Affalé au fond d’un saloon bruyant, qui sent la sueur et la poussière, entre les cartes gagnantes qu’on tambourine du poing et les danseuses, d’un déhanché parfumé annonçant torticolis et œil qui tourne, je graisse mon colt tranquillement, bien calé au milieu d’un plan-séquence. J’attends. Je mâchouille un petit morceau de bois qui assèche ma langue et ne me fait aucunement oublier l’époque bénie des westerns où l’on fume. J’attends quoi, au juste ? Les chuintements de l’harmonica qui annoncent le duel au soleil couchant que je livre une fois de plus contre ce maudit shérif.
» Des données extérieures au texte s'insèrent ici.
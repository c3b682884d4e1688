//! Utility modules
//!
//! - Habitat names: splitting "<Broad habitat> - <Habitat name>" descriptions
//! - Output: six-space JSON and atomic file replacement

pub mod habitat_names;
pub mod output;

// Re-export commonly used functions
pub use habitat_names::split_description;
pub use output::{to_pretty_json, write_atomic, write_json};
Ce vieux renard de Tweenie – surnom que ses rares adversaires survivants lui ont donné du bout des lèvres n’est pas qu’un croulant, son colt affuté renifle les rifles. Et les échos des déflagrations, autrement dit « laisser parler la poudre » sont soudain si désuets. Musique étrange que ces morceaux de plombs à géométrie de tête de mort….justice de « pistolero échaudé » – comme on appelle parfois les lointain sosies cinématographiques des gens comme moi.
 J’irais survivre au scénario entre amis, priant que ce ne soit pas moi qui amuse les enfants de l’homme de loi local, croupissant derrière des barreaux au fond d’un lit.
Voici comme je vois mon avenir : un western d’un genre nouveau, si possible avec une fin à la gloire du méchant. Dans quelques mois, je réinventerais le mot farniente au saloon Cancoon, un parterre de bimbos à mes pieds et des pesos plein mes poches recousues, vieux roublard que je suis. J’espère que le prochain réalisateur aura l’art de l’ellipse ou celle de faire passer les personnages à qui il n’arrive rien au second plan, car c’est ce que je souhaite.
Le patron du Cancoon, qui a l’œil mauvais du Judas cinématographique, m’observe avec étonnement. Ma tête est mise à bon prix, certes, mais la surprise vient d’ailleurs : un ours mal léché comme moi, noirci de visage comme sous les ongles, qui écrit pensivement pendant de longues minutes, et ce sont plusieurs de leurs congénères témoins de la scène qui pensent de concert à réduire sérieusement leur dose quotidienne de tord-boyaux. Les figurants du saloon, eux, ne demandent qu’à débuter la bagarre. La bande-son, composée de hululements d’indiens et d’envolées de cuivre martiaux (d’ailleurs je n’ai jamais compris où ils logeaient après avoir vomi leur bruit… dans le désert ?) est assaisonnée par les traditionnels bruits de balle. J’espère qu’avant le mot fin, celui-là même, je puisse respirer sans un trou dans les poumons, ou –j’en rêve, le colt dressé – de dire à mon fils de n’être jamais cowboy comme son père.